“More Mentally Ill Persons Are in Jails and Prisons Than Hospitals” is the title of a survey that was published in the USA in 2010. It states that America’s jails and prisons have become its new mental hospitals, housing 3 times more seriously ill patients (3 million) than hospitals.
Almost 1 in 4 of inmates live with serious mental illness and their conditions are often under-treated or not treated at all. Harsh conditions, isolation and noise can “push them over the edge” into acute psychosis. An estimated 70,000 prisoners suffer from psychosis on any given day. Many of the sickest patients are not able to make any sense of orders screamed out at them. Here is a video that shows how inhuman the treatment of these inmates is. It is difficult to watch and I would not recommend it if you have the slightest worry of it potentially traumatising you.

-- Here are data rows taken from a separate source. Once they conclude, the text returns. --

//! Rate-limit aware retry for remote rewrite calls.

use std::future::Future;
use std::time::{Duration, Instant};

use crate::error::RemoteError;

/// Retry budget for a single remote call.
#[derive(Debug, Clone, Copy, PartialEq, Eq)]
pub struct RetryPolicy {
    /// Maximum number of attempts, including the first one
    pub max_retries: u32,
    /// Wait before the second attempt; doubles on every further attempt
    pub base_delay: Duration,
}

impl Default for RetryPolicy {
    fn default() -> Self {
        Self {
            max_retries: 5,
            base_delay: Duration::from_millis(2000),
        }
    }
}

impl RetryPolicy {
    pub fn new(max_retries: u32, base_delay: Duration) -> Self {
        Self {
            max_retries,
            base_delay,
        }
    }

    /// Backoff before the attempt following `attempt` (1-indexed).
    pub fn backoff(&self, attempt: u32) -> Duration {
        let exponent = attempt.saturating_sub(1).min(31);
        self.base_delay.saturating_mul(1u32 << exponent)
    }
}

/// Run `call` until it succeeds, retrying only rate-limited failures.
///
/// Attempts are 1-indexed. After a rate-limited failure on attempt `n` where
/// `n < max_retries`, waits `base_delay * 2^(n-1)` and tries again. Any other
/// failure, or a rate-limited failure on the last attempt, is returned as is.
pub async fn invoke<T, F, Fut>(
    policy: &RetryPolicy,
    label: &str,
    mut call: F,
) -> Result<T, RemoteError>
where
    F: FnMut() -> Fut,
    Fut: Future<Output = Result<T, RemoteError>>,
{
    let max_attempts = policy.max_retries.max(1);
    let mut attempt = 1;

    loop {
        let started = Instant::now();
        let result = call().await;
        let elapsed_ms = started.elapsed().as_millis() as u64;

        match result {
            Ok(value) => {
                tracing::debug!(label, attempt, elapsed_ms, "Remote call succeeded");
                return Ok(value);
            }
            Err(err) if err.is_rate_limited() && attempt < max_attempts => {
                let wait = policy.backoff(attempt);
                tracing::warn!(
                    label,
                    attempt,
                    elapsed_ms,
                    wait_ms = wait.as_millis() as u64,
                    error = %err,
                    "Rate limited, backing off"
                );
                tokio::time::sleep(wait).await;
                attempt += 1;
            }
            Err(err) => {
                tracing::error!(
                    label,
                    attempt,
                    elapsed_ms,
                    rate_limited = err.is_rate_limited(),
                    status = ?err.status(),
                    error = %err,
                    "Remote call failed"
                );
                return Err(err);
            }
        }
    }
}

A sheriff in 1973 said, “a good deal of mental illness is now being interpreted as criminality.” That seems to be the case even today, more than 4 decades later.
7 out of 10 youths in the juvenile justice system also experience mental health disorders, with 2 out of 10 experiencing disorders so severe that their ability to function is significantly impaired.
“The bedlam which ensued each time I walked out into one of those units, the number of people who were screaming, who were begging for help, for attention, the number of people who appeared to be disturbed, the existence, again, of people who were smeared with faeces, the intensity of the noise as people began to shout and ask, ‘Please come over here. Please talk to me. Please help me.’ It was shattering. And as I discussed this atmosphere with the people who worked here, I was told that this was an everyday occurrence, that there was nothing at all unusual about what I was seeing.” (Dr. Craig Haney, quoted in Elsner, Alan (2006). Gates of Injustice: The Crisis in America’s Prisons)
The situation in the UK is not very different as is apparent from the ‘Too little too late” report, an independent review of the unmet mental health need in prisons.
The lack of understanding of mental illness is rampant in all areas of life. How is it that we have advanced so little since the days of the infamous mental hospitals of the Victorian and pre-Victorian eras?